=== Exercise goal ===
If a line in the data holds the string "fixed", list it.
####################
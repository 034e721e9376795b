//! Bounded retry for fallible remote operations
//!
//! Transient failures (momentary share unavailability, oplock breaks, busy
//! servers) are routine when hundreds of sessions hit one server. A
//! [`RetryPolicy`] re-runs an operation a bounded number of times with a fixed
//! delay between attempts and hands the last error back to the caller once the
//! attempts are exhausted.
//!
//! Retry is applied explicitly at each call site through [`with_retry`]:
//!
//! ```
//! use tempest::util::retry::{with_retry, RetryPolicy};
//! use std::time::Duration;
//!
//! let policy = RetryPolicy::new(3, Duration::ZERO);
//! let mut calls = 0;
//! let value = with_retry(&policy, "flaky", || {
//!     calls += 1;
//!     if calls < 3 { Err("busy") } else { Ok(calls) }
//! });
//! assert_eq!(value, Ok(3));
//! ```

use serde::{Deserialize, Serialize};
use std::fmt::Display;
use std::time::Duration;

/// Retry policy: fixed delay, bounded attempts
#[derive(Debug, Clone, Copy, PartialEq, Eq, Serialize, Deserialize)]
pub struct RetryPolicy {
    /// Total attempts including the first one (at least 1)
    pub max_attempts: u32,
    /// Sleep between consecutive attempts
    pub delay: Duration,
}

impl RetryPolicy {
    pub fn new(max_attempts: u32, delay: Duration) -> Self {
        Self {
            max_attempts: max_attempts.max(1),
            delay,
        }
    }

    /// Single attempt, no retry
    pub fn none() -> Self {
        Self::new(1, Duration::ZERO)
    }

    /// Policy used when polling a file's size after a write
    pub fn size_verification() -> Self {
        Self::new(10, Duration::from_millis(500))
    }
}

impl Default for RetryPolicy {
    fn default() -> Self {
        Self::new(5, Duration::from_secs(2))
    }
}

/// Execute `op` up to `policy.max_attempts` times
///
/// Each failure is logged at debug level with the attempt number. The delay is
/// applied between attempts only, never after the last one. When every attempt
/// fails the error from the final attempt is returned.
pub fn with_retry<T, E, F>(policy: &RetryPolicy, label: &str, mut op: F) -> Result<T, E>
where
    E: Display,
    F: FnMut() -> Result<T, E>,
{
    let max_attempts = policy.max_attempts.max(1);
    let mut attempt = 1;
    loop {
        match op() {
            Ok(value) => return Ok(value),
            Err(e) if attempt < max_attempts => {
                tracing::debug!(
                    "Retryable failure in {} (attempt {}/{}): {}",
                    label,
                    attempt,
                    max_attempts,
                    e
                );
                if !policy.delay.is_zero() {
                    std::thread::sleep(policy.delay);
                }
                attempt += 1;
            }
            Err(e) => {
                tracing::debug!(
                    "{} failed after {} attempt(s): {}",
                    label,
                    max_attempts,
                    e
                );
                return Err(e);
            }
        }
    }
}

#[cfg(test)]
mod tests {
    use super::*;
    use std::time::Instant;

    #[test]
    fn test_succeeds_on_last_attempt() {
        let policy = RetryPolicy::new(4, Duration::ZERO);
        let mut attempts = 0;
        let result: Result<u32, String> = with_retry(&policy, "op", || {
            attempts += 1;
            if attempts < 4 {
                Err(format!("failure {}", attempts))
            } else {
                Ok(attempts)
            }
        });
        assert_eq!(result, Ok(4));
        assert_eq!(attempts, 4);
    }

    #[test]
    fn test_always_failing_surfaces_last_error() {
        let policy = RetryPolicy::new(3, Duration::ZERO);
        let mut attempts = 0;
        let result: Result<(), String> = with_retry(&policy, "op", || {
            attempts += 1;
            Err(format!("failure {}", attempts))
        });
        assert_eq!(result, Err("failure 3".to_string()));
        assert_eq!(attempts, 3);
    }

    #[test]
    fn test_first_success_no_retry() {
        let policy = RetryPolicy::new(5, Duration::from_secs(60));
        let mut attempts = 0;
        let result: Result<&str, String> = with_retry(&policy, "op", || {
            attempts += 1;
            Ok("done")
        });
        assert_eq!(result, Ok("done"));
        assert_eq!(attempts, 1);
    }

    #[test]
    fn test_zero_attempts_clamped_to_one() {
        let policy = RetryPolicy {
            max_attempts: 0,
            delay: Duration::ZERO,
        };
        let mut attempts = 0;
        let result: Result<(), &str> = with_retry(&policy, "op", || {
            attempts += 1;
            Err("nope")
        });
        assert!(result.is_err());
        assert_eq!(attempts, 1);
    }

    #[test]
    fn test_delay_between_attempts_only() {
        let policy = RetryPolicy::new(3, Duration::from_millis(20));
        let start = Instant::now();
        let result: Result<(), &str> = with_retry(&policy, "op", || Err("nope"));
        let elapsed = start.elapsed();
        assert!(result.is_err());
        // Two sleeps for three attempts
        assert!(elapsed >= Duration::from_millis(40));
        assert!(elapsed < Duration::from_millis(1000));
    }

    #[test]
    fn test_none_policy() {
        let policy = RetryPolicy::none();
        assert_eq!(policy.max_attempts, 1);
        assert_eq!(policy.delay, Duration::ZERO);
    }
}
####################
=== Written response ===
//! [`RetryPolicy`] re-runs an operation a bounded number of times with a fixed
/// Retry policy: fixed delay, bounded attempts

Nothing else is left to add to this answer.